Hoffman develops and applies electron-nuclear double resonance (ENDOR) spectroscopy -- a combination of EPR and NMR -- to resolve individual hyperfine-coupled nuclei at metalloenzyme active sites with atomic-scale precision, work that has revealed mechanisms of nitrogenase nitrogen fixation, radical-SAM enzyme catalysis, and copper/methane monooxygenase chemistry. The technique pushes magnetic-resonance spectroscopic resolution well past what conventional EPR can resolve, in a manner methodologically continuous with molecular spin-qubit sensing.
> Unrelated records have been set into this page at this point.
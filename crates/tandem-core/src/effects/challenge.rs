//! Challenge/signature effect interface
//!
//! Signed assertions that are not bound to an authenticated channel are
//! built from a `Challenge`: a domain-separated byte string naming the
//! purpose and the parties, so a signature for one purpose or recipient can
//! never be accepted for another.

use serde::{Deserialize, Serialize};

use crate::errors::Result;
use crate::identifiers::{DeviceUid, IdentityKey, Signature};

/// A challenge an identity signs
#[derive(Debug, Clone, PartialEq, Eq, Serialize, Deserialize)]
pub enum Challenge {
    /// `deleted` announces its own deletion to `contact`
    OwnedIdentityDeletion {
        /// Identity being deleted (the signer)
        deleted: IdentityKey,
        /// Contact being told
        contact: IdentityKey,
    },
    /// Code `scanned` displays for `scanner` to scan. `scanner` hands the
    /// signature back as proof, so only `scanned` needs to verify it.
    MutualScan {
        /// Identity allowed to scan
        scanner: IdentityKey,
        /// Identity displaying the code (the signer)
        scanned: IdentityKey,
    },
    /// `initiator` asks `responder` to open a channel with one of its devices
    ChannelCreation {
        /// Initiating identity (the signer)
        initiator: IdentityKey,
        /// Initiating device
        initiator_device: DeviceUid,
        /// Responding identity
        responder: IdentityKey,
    },
}

impl Challenge {
    /// Domain-separated bytes to sign
    pub fn to_bytes(&self) -> Vec<u8> {
        let mut out = Vec::with_capacity(128);
        match self {
            Self::OwnedIdentityDeletion { deleted, contact } => {
                out.extend_from_slice(b"tandem/challenge/owned-identity-deletion");
                out.extend_from_slice(deleted.as_bytes());
                out.extend_from_slice(contact.as_bytes());
            }
            Self::MutualScan { scanner, scanned } => {
                out.extend_from_slice(b"tandem/challenge/mutual-scan");
                out.extend_from_slice(scanner.as_bytes());
                out.extend_from_slice(scanned.as_bytes());
            }
            Self::ChannelCreation {
                initiator,
                initiator_device,
                responder,
            } => {
                out.extend_from_slice(b"tandem/challenge/channel-creation");
                out.extend_from_slice(initiator.as_bytes());
                out.extend_from_slice(initiator_device.uuid().as_bytes());
                out.extend_from_slice(responder.as_bytes());
            }
        }
        out
    }
}

/// Solve and check challenges
pub trait ChallengeEffects: Send + Sync {
    /// Sign `challenge` as `signer` (must be an owned identity)
    fn solve_challenge(&self, challenge: &Challenge, signer: &IdentityKey) -> Result<Signature>;

    /// Whether `signature` is `claimed_signer`'s signature of `challenge`
    fn check_response(
        &self,
        signature: &Signature,
        challenge: &Challenge,
        claimed_signer: &IdentityKey,
    ) -> bool;
}

#[cfg(test)]
mod tests {
    use super::*;

    #[test]
    fn challenges_are_domain_separated() {
        let a = IdentityKey::from_bytes([1; 32]);
        let b = IdentityKey::from_bytes([2; 32]);
        let deletion = Challenge::OwnedIdentityDeletion {
            deleted: a,
            contact: b,
        };
        let scan = Challenge::MutualScan {
            scanner: a,
            scanned: b,
        };
        assert_ne!(deletion.to_bytes(), scan.to_bytes());

        let swapped = Challenge::OwnedIdentityDeletion {
            deleted: b,
            contact: a,
        };
        assert_ne!(deletion.to_bytes(), swapped.to_bytes());
    }
}
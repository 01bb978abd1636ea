//! Transactional store contract
//!
//! The engine persists everything through a transactional key-value store.
//! Keys are `/`-separated strings so related records share a prefix and can
//! be queried with `scan_prefix`. A transaction sees its own writes; nothing
//! becomes visible to other transactions until `commit` succeeds. Stores are
//! expected to detect conflicting concurrent commits and reject the later one
//! with `TandemError::Conflict`.
//!
//! Stores need not support nested transactions. [`Savepoint`] stages writes
//! on top of any open transaction so a part of the work can be abandoned on
//! its own.

use std::collections::BTreeMap;

use crate::errors::Result;

/// One open transaction
pub trait StoreTransaction: Send {
    /// Read a value
    fn get(&mut self, key: &str) -> Result<Option<Vec<u8>>>;

    /// Insert or replace a value
    fn put(&mut self, key: &str, value: Vec<u8>) -> Result<()>;

    /// Remove a value, returning whether it existed
    fn delete(&mut self, key: &str) -> Result<bool>;

    /// Every entry whose key starts with `prefix`, in key order
    fn scan_prefix(&mut self, prefix: &str) -> Result<Vec<(String, Vec<u8>)>>;

    /// Whether a key exists
    fn contains(&mut self, key: &str) -> Result<bool> {
        Ok(self.get(key)?.is_some())
    }
}

/// A store able to open and commit transactions
pub trait TransactionalStore: Send + Sync {
    /// Transaction type handed out by `begin`
    type Transaction: StoreTransaction + 'static;

    /// Open a transaction
    fn begin(&self) -> Self::Transaction;

    /// Atomically apply every write of `tx`
    fn commit(&self, tx: Self::Transaction) -> Result<()>;
}

/// Writes staged on top of an open transaction.
///
/// Reads see the staged writes first, then the parent. `release` applies
/// the staged writes to the parent; dropping the savepoint discards them.
pub struct Savepoint<'a> {
    parent: &'a mut dyn StoreTransaction,
    writes: BTreeMap<String, Option<Vec<u8>>>,
}

impl<'a> Savepoint<'a> {
    /// Start staging on top of `parent`
    pub fn new(parent: &'a mut dyn StoreTransaction) -> Self {
        Self {
            parent,
            writes: BTreeMap::new(),
        }
    }

    /// Number of staged puts and deletes
    pub fn staged(&self) -> usize {
        self.writes.len()
    }

    /// Apply every staged write to the parent transaction
    pub fn release(self) -> Result<()> {
        let Self { parent, writes } = self;
        for (key, pending) in writes {
            match pending {
                Some(value) => parent.put(&key, value)?,
                None => {
                    parent.delete(&key)?;
                }
            }
        }
        Ok(())
    }
}

impl StoreTransaction for Savepoint<'_> {
    fn get(&mut self, key: &str) -> Result<Option<Vec<u8>>> {
        match self.writes.get(key) {
            Some(pending) => Ok(pending.clone()),
            None => self.parent.get(key),
        }
    }

    fn put(&mut self, key: &str, value: Vec<u8>) -> Result<()> {
        self.writes.insert(key.to_string(), Some(value));
        Ok(())
    }

    fn delete(&mut self, key: &str) -> Result<bool> {
        let existed = self.get(key)?.is_some();
        self.writes.insert(key.to_string(), None);
        Ok(existed)
    }

    fn scan_prefix(&mut self, prefix: &str) -> Result<Vec<(String, Vec<u8>)>> {
        let mut merged: BTreeMap<String, Vec<u8>> =
            self.parent.scan_prefix(prefix)?.into_iter().collect();
        for (key, pending) in self
            .writes
            .range(prefix.to_string()..)
            .take_while(|(key, _)| key.starts_with(prefix))
        {
            match pending {
                Some(value) => merged.insert(key.clone(), value.clone()),
                None => merged.remove(key),
            };
        }
        Ok(merged.into_iter().collect())
    }
}

#[cfg(test)]
mod tests {
    use super::*;

    #[derive(Default)]
    struct MapTransaction(BTreeMap<String, Vec<u8>>);

    impl StoreTransaction for MapTransaction {
        fn get(&mut self, key: &str) -> Result<Option<Vec<u8>>> {
            Ok(self.0.get(key).cloned())
        }

        fn put(&mut self, key: &str, value: Vec<u8>) -> Result<()> {
            self.0.insert(key.to_string(), value);
            Ok(())
        }

        fn delete(&mut self, key: &str) -> Result<bool> {
            Ok(self.0.remove(key).is_some())
        }

        fn scan_prefix(&mut self, prefix: &str) -> Result<Vec<(String, Vec<u8>)>> {
            Ok(self
                .0
                .iter()
                .filter(|(key, _)| key.starts_with(prefix))
                .map(|(key, value)| (key.clone(), value.clone()))
                .collect())
        }
    }

    fn seeded() -> MapTransaction {
        let mut tx = MapTransaction::default();
        tx.put("a/1", vec![1]).unwrap();
        tx.put("a/2", vec![2]).unwrap();
        tx
    }

    #[test]
    fn staged_writes_shadow_the_parent() {
        let mut parent = seeded();
        let mut savepoint = Savepoint::new(&mut parent);
        savepoint.put("a/3", vec![3]).unwrap();
        assert!(savepoint.delete("a/1").unwrap());
        assert!(!savepoint.contains("a/1").unwrap());
        assert_eq!(
            savepoint.scan_prefix("a/").unwrap(),
            vec![("a/2".to_string(), vec![2]), ("a/3".to_string(), vec![3])]
        );
        assert_eq!(savepoint.staged(), 2);
    }

    #[test]
    fn dropping_discards_and_release_applies() {
        let mut parent = seeded();
        {
            let mut savepoint = Savepoint::new(&mut parent);
            savepoint.delete("a/1").unwrap();
            savepoint.put("b", vec![9]).unwrap();
        }
        assert_eq!(parent.get("a/1").unwrap(), Some(vec![1]));
        assert_eq!(parent.get("b").unwrap(), None);

        let mut savepoint = Savepoint::new(&mut parent);
        savepoint.delete("a/1").unwrap();
        savepoint.put("b", vec![9]).unwrap();
        savepoint.release().unwrap();
        assert_eq!(parent.get("a/1").unwrap(), None);
        assert_eq!(parent.get("b").unwrap(), Some(vec![9]));
    }
}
McInnes leads the National EPR Facility at Manchester (Europe's broadest EPR suite) and researches molecular spin qubits. Research directions: (1) Pulsed EPR spectroscopy of molecular spin systems — Hahn echo, ESEEM, ENDOR, DEER for structural and electronic characterization of inorganic and organometallic complexes; (2) Molecular spin qubits — [Cu(mnt)2]²⁻ and related molecules as candidate qubits; measuring coherence times and investigating decoherence mechanisms; (3) Multi-qubit molecular registers — using exchange interactions for two-qubit gates within a molecule; (4) Magnetic sensing applications — molecular systems for magnetic field sensing below the diffraction limit. Partner of NPL M4Q EPSRC Network for Materials for Quantum.
Roessler uses continuous-wave and pulsed EPR/ENDOR spectroscopy to probe paramagnetic metal centres and radical intermediates in catalytic and bioinorganic systems, work that overlaps with the use of molecular spin centres as candidate EPR-addressable qubits/sensors.